Tezin Türü: Yüksek Lisans

Tezin Yürütüldüğü Kurum: Orta Doğu Teknik Üniversitesi, Mühendislik Fakültesi, Bilgisayar Mühendisliği Bölümü, Türkiye

Tezin Onay Tarihi: 2016

Öğrenci: ALİ FATİH GÜNDÜZ

Danışman: PINAR KARAGÖZ

Özet:

In this work, we have studied credibility analysis of microblogging about news and discussion programs broadcast on television. We collected our data from one of the most important microblogging services, Twitter. Our credibility definition is based on three dimensions: being free from slang words, free from spamming purposes and newsworthy or important. We developed a hybrid model of supervised learning ap- proach and graph based hub and authority score transferring approach.
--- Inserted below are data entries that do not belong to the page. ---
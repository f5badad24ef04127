//! Transpose workloads scored by the cache simulator.
//!
//! A workload runs a transpose strategy over traced matrices, checks that the
//! result is correct, and replays the recorded accesses through a fresh
//! [`Simulator`]. Each score uses its own cache, so strategies never affect
//! one another's counts.

/// Matrices, memory layout and the traced workspace.
pub mod matrix;

/// Transpose strategies and strategy selection.
pub mod transpose;

use std::io::Write;

use tracing::debug;

pub use matrix::{Matrix, MatrixLayout, Workspace, is_transpose};
pub use transpose::{
    Blocked, BufferedBlocked, RowWise, SplitBlocked, TransposeStrategy, select_strategy,
};

use crate::common::{SimError, TraceError, WorkloadError};
use crate::config::CacheConfig;
use crate::sim::Simulator;
use crate::stats::CacheStats;
use crate::trace::DataRecord;

/// Description the grading driver looks for to find the submitted strategy.
pub const SUBMISSION_DESC: &str = "Transpose submission";

/// Description of the row-wise baseline.
pub const BASELINE_DESC: &str = "Simple row-wise scan transpose";

/// Result of scoring one strategy.
#[derive(Clone, Debug, PartialEq, Eq)]
pub struct Score {
    /// Name of the strategy that was scored.
    pub strategy: String,
    /// Counters from replaying the strategy's accesses.
    pub stats: CacheStats,
    /// Number of element accesses the strategy made.
    pub accesses: usize,
}

/// A strategy registered for evaluation, with its description.
#[derive(Debug)]
pub struct Registered {
    /// Human-readable description.
    pub description: &'static str,
    /// The strategy.
    pub strategy: Box<dyn TransposeStrategy>,
}

/// Runs `strategy` on a `rows x cols` matrix and returns its access trace.
///
/// # Errors
///
/// Fails if the dimensions are unsupported, the strategy does not handle the
/// shape, or the strategy does not produce the transpose.
pub fn record(
    strategy: &dyn TransposeStrategy,
    rows: usize,
    cols: usize,
    layout: MatrixLayout,
) -> Result<Vec<DataRecord>, WorkloadError> {
    if !strategy.supports(rows, cols) {
        return Err(WorkloadError::UnsupportedShape {
            strategy: strategy.name(),
            rows,
            cols,
        });
    }
    let mut ws = Workspace::new(rows, cols, layout)?;
    strategy.transpose(&mut ws);
    if !ws.is_transposed() {
        return Err(WorkloadError::IncorrectTranspose(strategy.name()));
    }
    Ok(ws.into_trace())
}

/// Scores `strategy` on a `rows x cols` matrix against a fresh `cache`.
///
/// # Errors
///
/// Fails on an invalid cache configuration, or any error from [`record`].
pub fn score(
    strategy: &dyn TransposeStrategy,
    rows: usize,
    cols: usize,
    cache: &CacheConfig,
) -> Result<Score, SimError> {
    let mut sim = Simulator::new(cache)?;
    let trace = record(strategy, rows, cols, MatrixLayout::default())?;
    let stats = sim.run(trace.iter().copied().map(Ok::<_, TraceError>), None)?;
    debug!(
        strategy = %strategy.name(),
        rows,
        cols,
        misses = stats.misses,
        "scored transpose"
    );
    Ok(Score {
        strategy: strategy.name(),
        stats,
        accesses: trace.len(),
    })
}

/// The strategies evaluated for a `rows x cols` matrix on `cache`:
/// the selected submission first, then the row-wise baseline.
pub fn registered_strategies(rows: usize, cols: usize, cache: &CacheConfig) -> Vec<Registered> {
    vec![
        Registered {
            description: SUBMISSION_DESC,
            strategy: select_strategy(rows, cols, cache),
        },
        Registered {
            description: BASELINE_DESC,
            strategy: Box::new(RowWise),
        },
    ]
}

/// Writes `trace` in the textual trace format, one record per line.
///
/// # Errors
///
/// Returns any I/O error from `out`.
pub fn write_trace(out: &mut dyn Write, trace: &[DataRecord]) -> std::io::Result<()> {
    for rec in trace {
        writeln!(out, "{rec}")?;
    }
    Ok(())
}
Firstly apply- ing feature based classification on the collected data set and obtaining initial results, we tried to improve classification performance by graph based part of our study. Our graph based improvement approach is proposed to uncover the credibility relevance between microblogging messages and writers of those messages. We focused on message-message, message-writer and writer-writer connections in this graph. The performance of the proposed method is analyzed through a set of experiments. The final credibility score of a message is deduced based on each three dimension results at the end.